Rights for a Burgeoning Brand
Looking beyond the potential for a trademark-centric back and forth between Glossier and Sunday Riley, there is another consideration worth addressing here, assuming that Sunday Riley is, in fact, seeking to benefit from Glossier’s appeal by way of its own pouch and not merely using the pink in a purely decorative manner. (Counsel for Glossier and branding experts, alike, would likely argue that the former is at play).
The fact that other brands (or at least one other brand) are making use of very-Glossier pink pouches, well may suggest that Glossier’s product packaging does serve to signify its brand in the minds of consumers, and that uses of similar pouches by others is an attempt by others to “plagiarize” the mark, which is a factor that courts consider when determining whether a mark that is not inherently distinctive has acquired distinctiveness, and thus, may be protected.
A big part of the significance here stems from the ability of a company as young as Glossier to amass such consumer recognition in an element of its branding.
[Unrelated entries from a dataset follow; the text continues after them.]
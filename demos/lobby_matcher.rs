//! # Lobby Matcher Example
//!
//! Demonstrates a complete Rank Matcher client lifecycle:
//!
//! 1. Register handlers for match results and state snapshots
//! 2. Queue an arena and a few players before connecting
//! 3. Connect over WebSocket; the queue is flushed in order
//! 4. Subscribe to periodic connection-state pushes
//! 5. Shut down gracefully on Ctrl+C or disconnect
//!
//! ## Running
//!
//! ```sh
//! # Start a matcher on localhost:12310, then:
//! cargo run --example lobby_matcher
//!
//! # Override the server URL:
//! RANK_MATCHER_URL=ws://matcher:12310 cargo run --example lobby_matcher
//! ```

use std::sync::Arc;
use std::time::Duration;

use rank_matcher_client::client::DEFAULT_URL;
use rank_matcher_client::{AddPlayerParams, RankMatcherClient, RankMatcherConfig};
use tokio::sync::Notify;

const ARENA: &str = "ranked-4";

#[tokio::main]
async fn main() -> Result<(), Box<dyn std::error::Error>> {
    // ── Logging ─────────────────────────────────────────────────────
    // Set `RUST_LOG=debug` for verbose output.
    tracing_subscriber::fmt()
        .with_env_filter(
            tracing_subscriber::EnvFilter::try_from_default_env()
                .unwrap_or_else(|_| tracing_subscriber::EnvFilter::new("info")),
        )
        .init();

    // ── Configuration ───────────────────────────────────────────────
    let url = std::env::var("RANK_MATCHER_URL").unwrap_or_else(|_| DEFAULT_URL.to_string());
    let config = RankMatcherConfig::new(url).with_connect_timeout(Duration::from_secs(5));
    let client = RankMatcherClient::new(config);

    // ── Handlers ────────────────────────────────────────────────────
    client.on_match_success(|m| {
        tracing::info!(
            arena = %m.arena,
            stage_request_id = m.stage_request_id,
            "match formed: {:?}",
            m.players
        );
    });
    client.on_match_failure(|f| {
        tracing::warn!(arena = %f.arena, code = %f.code(), "match failed: {}", f.error_message);
    });
    client.on_connection_state(|state| {
        for (player, info) in &state.players {
            tracing::info!(
                "{player} waiting in {} with {} candidates",
                info.arena,
                info.num_matched
            );
        }
    });
    client.on_format_error(|e| tracing::error!("matcher rejected a frame: {}", e.message));

    let disconnected = Arc::new(Notify::new());
    let notify = Arc::clone(&disconnected);
    client.on_disconnected(move |reason| {
        tracing::info!("disconnected: {}", reason.unwrap_or("server closed"));
        notify.notify_one();
    });

    // ── Queue work, then connect ────────────────────────────────────
    client.add_arena(ARENA, 4);
    for (name, rank) in [("alice", 1500), ("bob", 1540), ("carol", 1490)] {
        client.add_player(
            AddPlayerParams::new(ARENA, name, rank)
                .with_init_rank_diff(50)
                .with_speed(10),
        );
    }
    // A team of two takes two seats.
    client.add_player(
        AddPlayerParams::new(ARENA, "dave", 1520)
            .with_length(2)
            .with_init_rank_diff(50),
    );

    client.connect_websocket().await?;
    client.get_or_subscribe_state(5).await?;

    // ── Wait ────────────────────────────────────────────────────────
    tokio::select! {
        _ = tokio::signal::ctrl_c() => tracing::info!("Ctrl+C received"),
        () = disconnected.notified() => {}
    }

    client.remove_arena(ARENA);
    client.shutdown().await;
    Ok(())
}
impl Payload for AddPlayer {
    const TYPE: MessageType = MessageType::AddPlayer;

    fn write_fields(&self, writer: &mut FieldWriter) {
        writer
            .write_string(&self.arena)
            .write_string(&self.player)
            .write_number(self.rank)
            .write_number(self.length)
            .write_number(self.init_rank_diff)
            .write_number(self.speed);
    }

    fn read_fields(reader: &mut FieldReader<'_>) -> Result<Self, DecodeError> {
        Ok(Self {
            arena: reader.read_string()?,
            player: reader.read_string()?,
            rank: reader.read_number()?,
            length: reader.read_number()?,
            init_rank_diff: reader.read_number()?,
            speed: reader.read_number()?,
        })
    }
}

/// Withdraw a queued player from an arena.
#[derive(Debug, Clone, PartialEq, Eq, Serialize, Deserialize)]
pub struct RemovePlayer {
    pub arena: String,
    pub player: String,
}

impl Payload for RemovePlayer {
    const TYPE: MessageType = MessageType::RemovePlayer;

    fn write_fields(&self, writer: &mut FieldWriter) {
        writer.write_string(&self.arena).write_string(&self.player);
    }

    fn read_fields(reader: &mut FieldReader<'_>) -> Result<Self, DecodeError> {
        Ok(Self {
            arena: reader.read_string()?,
            player: reader.read_string()?,
        })
    }
}

/// Ask for a [`ConnectionState`] snapshot.
///
/// A `period` of 0 requests a single immediate reply and cancels any running
/// subscription; any other value subscribes to a push every `period` seconds.
#[derive(Debug, Clone, PartialEq, Eq, Serialize, Deserialize)]
pub struct GetOrSubscribeState {
    pub period: u64,
}

impl GetOrSubscribeState {
    pub fn is_one_shot(&self) -> bool {
        self.period == 0
    }

    /// Push interval, or `None` for a one-shot request.
    pub fn interval(&self) -> Option<Duration> {
        (self.period > 0).then(|| Duration::from_secs(self.period))
    }
}

impl Payload for GetOrSubscribeState {
    const TYPE: MessageType = MessageType::GetOrSubscribeState;

    fn write_fields(&self, writer: &mut FieldWriter) {
        writer.write_number(self.period);
    }

    fn read_fields(reader: &mut FieldReader<'_>) -> Result<Self, DecodeError> {
        Ok(Self {
            period: reader.read_number()?,
        })
    }
}

// ── Events ──────────────────────────────────────────────────────────

/// Where a queued player currently sits.
#[derive(Debug, Clone, PartialEq, Eq, Serialize, Deserialize)]
pub struct PlayerState {
    pub arena: String,
    /// Players currently inside this player's rank band.
    pub num_matched: u64,
}

/// Snapshot of every player this connection has queued.
///
/// Entries are keyed by player name, so re-encoding writes them in name
/// order rather than the order they arrived in.
#[derive(Debug, Clone, Default, PartialEq, Eq, Serialize, Deserialize)]
pub struct ConnectionState {
    pub players: BTreeMap<String, PlayerState>,
}
//! Transport implementations for the Rank Matcher protocol.
//!
//! This module provides concrete [`Transport`](crate::Transport) implementations
//! behind feature gates. Enable the corresponding Cargo feature to pull in
//! a transport:
//!
//! | Feature                | Connector              | Transport              |
//! |------------------------|------------------------|------------------------|
//! | `transport-websocket`  | [`WebSocketConnector`] | [`WebSocketTransport`] |

#[cfg(feature = "transport-websocket")]
pub mod websocket;

#[cfg(feature = "transport-websocket")]
pub use websocket::{WebSocketConnector, WebSocketTransport};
This is noteworthy given that most of the companies that have traditionally been successful at establishing rights in unconventional marks, such as product packaging or product configurations, themselves, have pointed to decades of consistent use of those mark, tens – if not hundreds – of millions of dollars in sales in the trademark or trade dress-bearing products/services, and sizable sums of advertising dollars specific to the trade dress.
Barbour, for instance, in seeking to register the design of its signature wax jacket, cited 40 years of use of the jacket configuration (and unsolicited media attention plus advertising expenditures spanning that period) and “sales in excess of $23 million” in the U.S., alone, for a less-than-10-year period. In granting a registration for the more than 125-year old brand, whose fans range from decades of British royalty (Queen Elizabeth, the late Princess Diana, Prince Charles, Kate Middleton, etc.) to James Bond (actor Daniel Craig wears a Barbour wax jacket in Skyfall), supermodels like Claudia Schiffer, and influencers like Alexa Chung, the U.S. Patent and Trademark Office found that evidence to be sufficient to establish secondary meaning linking the jacket design to a single source in the minds of consumers.
But a product history of 40 years and sales of more than $23 million are no small figures, and thus, set something of a high bar when it comes to establishing trade dress rights. Nonetheless, if the instance at hand – which sees a rival beauty brand producing similar packaging (potentially with the aim of benefitting from some of the sweeping demand for all things Glossier), and the status of Glossier’s application for registration – is any indication, these rights are seemingly being established by early-stage companies, which is absolutely worthy of attention and may serve to indicate what is to come for similarly-situated brands.